▶ **The task**:
Where a line of the records contains the word "StatusMessage", show that line.

▶ **Entries taken from a collection**:
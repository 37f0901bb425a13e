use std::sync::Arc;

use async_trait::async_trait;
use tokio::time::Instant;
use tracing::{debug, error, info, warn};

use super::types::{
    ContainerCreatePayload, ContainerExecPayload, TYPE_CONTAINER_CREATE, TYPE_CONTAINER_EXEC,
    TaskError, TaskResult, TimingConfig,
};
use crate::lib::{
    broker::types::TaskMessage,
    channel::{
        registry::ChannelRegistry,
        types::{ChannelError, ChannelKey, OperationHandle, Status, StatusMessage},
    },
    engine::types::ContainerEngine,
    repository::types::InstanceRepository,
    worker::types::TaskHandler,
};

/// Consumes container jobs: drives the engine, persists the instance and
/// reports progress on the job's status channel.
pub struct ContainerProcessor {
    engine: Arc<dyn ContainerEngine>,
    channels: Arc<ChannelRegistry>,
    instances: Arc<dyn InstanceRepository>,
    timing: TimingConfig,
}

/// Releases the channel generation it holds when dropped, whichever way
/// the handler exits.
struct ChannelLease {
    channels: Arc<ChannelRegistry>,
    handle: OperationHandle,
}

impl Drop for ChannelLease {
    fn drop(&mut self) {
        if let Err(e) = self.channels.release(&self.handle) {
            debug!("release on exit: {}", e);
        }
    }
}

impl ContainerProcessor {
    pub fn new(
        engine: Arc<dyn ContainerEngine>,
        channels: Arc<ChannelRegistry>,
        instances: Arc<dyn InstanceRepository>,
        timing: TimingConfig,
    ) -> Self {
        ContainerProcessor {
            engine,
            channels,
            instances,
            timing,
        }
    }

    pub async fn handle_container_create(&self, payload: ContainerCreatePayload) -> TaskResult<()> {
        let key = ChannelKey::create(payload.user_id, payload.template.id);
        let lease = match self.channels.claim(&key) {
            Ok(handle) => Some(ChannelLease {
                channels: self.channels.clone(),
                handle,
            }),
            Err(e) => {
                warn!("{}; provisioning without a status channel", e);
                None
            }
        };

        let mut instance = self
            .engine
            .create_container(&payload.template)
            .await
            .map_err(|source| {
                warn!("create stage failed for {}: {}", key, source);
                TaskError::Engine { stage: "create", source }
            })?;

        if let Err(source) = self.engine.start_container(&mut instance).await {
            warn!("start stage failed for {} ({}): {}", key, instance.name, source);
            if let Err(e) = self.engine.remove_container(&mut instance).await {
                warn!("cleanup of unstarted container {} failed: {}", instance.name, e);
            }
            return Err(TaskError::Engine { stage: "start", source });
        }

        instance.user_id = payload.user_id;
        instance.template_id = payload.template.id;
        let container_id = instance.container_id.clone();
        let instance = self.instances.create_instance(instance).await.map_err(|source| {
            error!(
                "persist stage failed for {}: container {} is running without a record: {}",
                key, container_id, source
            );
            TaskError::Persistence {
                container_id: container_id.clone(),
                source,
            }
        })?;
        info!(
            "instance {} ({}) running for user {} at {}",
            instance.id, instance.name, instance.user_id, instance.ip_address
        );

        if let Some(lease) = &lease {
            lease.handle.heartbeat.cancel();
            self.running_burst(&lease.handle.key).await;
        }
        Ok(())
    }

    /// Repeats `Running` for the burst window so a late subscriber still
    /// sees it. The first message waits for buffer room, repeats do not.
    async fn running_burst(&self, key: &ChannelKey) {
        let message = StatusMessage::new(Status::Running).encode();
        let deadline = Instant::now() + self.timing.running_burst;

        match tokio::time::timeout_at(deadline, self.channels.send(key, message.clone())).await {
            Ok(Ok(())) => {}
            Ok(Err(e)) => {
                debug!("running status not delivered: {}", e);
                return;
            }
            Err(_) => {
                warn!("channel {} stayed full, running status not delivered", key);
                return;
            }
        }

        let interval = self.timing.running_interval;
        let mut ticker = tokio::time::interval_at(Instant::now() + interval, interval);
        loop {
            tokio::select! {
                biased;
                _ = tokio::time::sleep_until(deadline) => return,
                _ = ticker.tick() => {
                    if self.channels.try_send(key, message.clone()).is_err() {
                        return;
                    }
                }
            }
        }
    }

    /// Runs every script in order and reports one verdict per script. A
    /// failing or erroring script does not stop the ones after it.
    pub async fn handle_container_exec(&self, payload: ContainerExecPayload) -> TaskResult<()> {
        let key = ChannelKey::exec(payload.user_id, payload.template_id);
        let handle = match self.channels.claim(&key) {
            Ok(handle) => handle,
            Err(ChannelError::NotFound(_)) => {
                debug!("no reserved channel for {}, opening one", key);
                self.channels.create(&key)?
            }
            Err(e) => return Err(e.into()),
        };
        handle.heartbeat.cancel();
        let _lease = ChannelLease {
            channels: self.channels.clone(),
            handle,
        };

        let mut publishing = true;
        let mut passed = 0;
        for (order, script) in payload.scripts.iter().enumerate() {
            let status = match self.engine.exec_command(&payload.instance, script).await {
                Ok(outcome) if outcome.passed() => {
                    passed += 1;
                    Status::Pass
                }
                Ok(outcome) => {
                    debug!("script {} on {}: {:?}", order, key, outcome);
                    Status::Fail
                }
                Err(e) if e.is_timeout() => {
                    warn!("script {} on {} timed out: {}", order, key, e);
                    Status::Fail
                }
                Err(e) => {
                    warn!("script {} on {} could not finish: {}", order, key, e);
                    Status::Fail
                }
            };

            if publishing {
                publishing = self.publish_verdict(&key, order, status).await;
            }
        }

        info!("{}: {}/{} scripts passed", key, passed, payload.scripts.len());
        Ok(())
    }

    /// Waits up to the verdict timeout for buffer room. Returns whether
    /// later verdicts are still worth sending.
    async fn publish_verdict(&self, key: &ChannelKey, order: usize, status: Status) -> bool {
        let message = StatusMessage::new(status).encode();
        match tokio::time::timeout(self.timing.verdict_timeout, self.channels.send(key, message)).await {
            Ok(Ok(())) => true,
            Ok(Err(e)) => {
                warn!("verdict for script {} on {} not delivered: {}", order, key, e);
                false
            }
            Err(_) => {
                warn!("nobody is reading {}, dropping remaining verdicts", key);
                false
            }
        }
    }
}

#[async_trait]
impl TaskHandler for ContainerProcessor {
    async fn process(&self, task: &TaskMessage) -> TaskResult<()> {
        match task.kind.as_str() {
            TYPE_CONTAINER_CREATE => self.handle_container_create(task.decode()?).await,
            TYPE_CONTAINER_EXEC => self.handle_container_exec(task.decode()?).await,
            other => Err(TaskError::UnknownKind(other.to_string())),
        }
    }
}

* * *

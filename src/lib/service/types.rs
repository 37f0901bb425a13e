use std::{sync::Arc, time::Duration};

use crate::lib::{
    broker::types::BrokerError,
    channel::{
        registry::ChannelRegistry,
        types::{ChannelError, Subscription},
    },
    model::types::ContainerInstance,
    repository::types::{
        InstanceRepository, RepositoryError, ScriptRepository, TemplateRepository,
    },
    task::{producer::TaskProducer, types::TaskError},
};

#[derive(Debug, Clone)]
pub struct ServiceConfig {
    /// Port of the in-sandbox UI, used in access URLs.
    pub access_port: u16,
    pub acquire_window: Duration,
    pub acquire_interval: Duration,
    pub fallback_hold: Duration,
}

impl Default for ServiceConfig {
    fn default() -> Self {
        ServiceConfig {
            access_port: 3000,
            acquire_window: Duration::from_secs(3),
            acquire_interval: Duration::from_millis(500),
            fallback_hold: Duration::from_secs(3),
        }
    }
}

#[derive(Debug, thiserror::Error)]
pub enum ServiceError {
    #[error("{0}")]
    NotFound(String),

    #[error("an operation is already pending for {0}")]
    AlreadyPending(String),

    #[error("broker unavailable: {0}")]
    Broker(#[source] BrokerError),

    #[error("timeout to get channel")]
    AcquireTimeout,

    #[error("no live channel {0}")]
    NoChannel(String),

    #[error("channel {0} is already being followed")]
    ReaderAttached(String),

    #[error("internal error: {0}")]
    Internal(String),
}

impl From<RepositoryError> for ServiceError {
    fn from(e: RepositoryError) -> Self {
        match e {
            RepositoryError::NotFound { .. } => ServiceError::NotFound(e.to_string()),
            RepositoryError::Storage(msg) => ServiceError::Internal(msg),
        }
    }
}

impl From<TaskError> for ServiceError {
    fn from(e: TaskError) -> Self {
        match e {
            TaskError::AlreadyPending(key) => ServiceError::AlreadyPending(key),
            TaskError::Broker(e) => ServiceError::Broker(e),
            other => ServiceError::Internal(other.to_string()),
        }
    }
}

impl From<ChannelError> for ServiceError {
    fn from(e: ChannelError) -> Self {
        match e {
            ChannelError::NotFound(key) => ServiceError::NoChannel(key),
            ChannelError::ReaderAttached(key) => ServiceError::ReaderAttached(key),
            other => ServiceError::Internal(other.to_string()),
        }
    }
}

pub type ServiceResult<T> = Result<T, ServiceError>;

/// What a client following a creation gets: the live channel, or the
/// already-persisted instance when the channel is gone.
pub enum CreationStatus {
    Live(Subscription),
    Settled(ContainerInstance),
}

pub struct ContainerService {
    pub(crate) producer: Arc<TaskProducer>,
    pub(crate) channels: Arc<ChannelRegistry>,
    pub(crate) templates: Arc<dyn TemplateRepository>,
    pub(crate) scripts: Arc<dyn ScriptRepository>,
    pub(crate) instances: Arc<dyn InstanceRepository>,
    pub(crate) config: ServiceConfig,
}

▶ **Completed exercise**:
        types::{ChannelError, ChannelKey, OperationHandle, Status, StatusMessage},
        let message = StatusMessage::new(Status::Running).encode();
        let message = StatusMessage::new(status).encode();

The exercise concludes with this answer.